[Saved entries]
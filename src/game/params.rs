use super::session::Answer;
use crate::errors::GuessError;

/// Words the player types to answer a prompt.
///
/// Tokens are matched after trimming and ignoring case, and must be non-empty and distinct.
#[derive(Clone, Debug, PartialEq)]
pub struct AnswerTokens {
    yes: String,
    no: String,
    unknown: String,
}

impl Default for AnswerTokens {
    fn default() -> Self {
        Self::new()
    }
}

impl AnswerTokens {
    pub fn new() -> Self {
        Self {
            yes: "yes".to_string(),
            no: "no".to_string(),
            unknown: "don't know".to_string(),
        }
    }

    /// `tak` / `nie` / `nie wiem`.
    pub fn polish() -> Self {
        Self {
            yes: "tak".to_string(),
            no: "nie".to_string(),
            unknown: "nie wiem".to_string(),
        }
    }

    /// Creates a custom set of tokens.
    ///
    /// # Errors
    ///
    /// Returns [`GuessError::InvalidToken`] if a token is empty or two tokens are the same.
    pub fn with_tokens(yes: &str, no: &str, unknown: &str) -> Result<Self, GuessError> {
        let tokens = Self {
            yes: Self::normalize(yes),
            no: Self::normalize(no),
            unknown: Self::normalize(unknown),
        };
        Self::validate(&tokens.yes, &[&tokens.no, &tokens.unknown])?;
        Self::validate(&tokens.no, &[&tokens.yes, &tokens.unknown])?;
        Self::validate(&tokens.unknown, &[&tokens.yes, &tokens.no])?;
        Ok(tokens)
    }

    pub fn set_yes(&mut self, token: &str) -> Result<(), GuessError> {
        let token = Self::normalize(token);
        Self::validate(&token, &[&self.no, &self.unknown])?;
        self.yes = token;
        Ok(())
    }

    pub fn set_no(&mut self, token: &str) -> Result<(), GuessError> {
        let token = Self::normalize(token);
        Self::validate(&token, &[&self.yes, &self.unknown])?;
        self.no = token;
        Ok(())
    }

    pub fn set_unknown(&mut self, token: &str) -> Result<(), GuessError> {
        let token = Self::normalize(token);
        Self::validate(&token, &[&self.yes, &self.no])?;
        self.unknown = token;
        Ok(())
    }

    pub fn yes(&self) -> &str {
        &self.yes
    }

    pub fn no(&self) -> &str {
        &self.no
    }

    pub fn unknown(&self) -> &str {
        &self.unknown
    }

    pub fn parse(&self, input: &str) -> Option<Answer> {
        let input = Self::normalize(input);
        if input == self.yes {
            Some(Answer::Yes)
        } else if input == self.no {
            Some(Answer::No)
        } else if input == self.unknown {
            Some(Answer::Unknown)
        } else {
            None
        }
    }

    pub fn hint(&self) -> String {
        format!("'{}', '{}' or '{}'", self.yes, self.no, self.unknown)
    }

    fn normalize(token: &str) -> String {
        token.trim().to_lowercase()
    }

    fn validate(token: &str, others: &[&String]) -> Result<(), GuessError> {
        if token.is_empty() || others.iter().any(|other| other.as_str() == token) {
            return Err(GuessError::InvalidToken(token.to_string()));
        }
        Ok(())
    }
}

-- Work request --
Lines holding the word "Some" should be counted across the entries; state only how many there are.

-- Result of this task --
3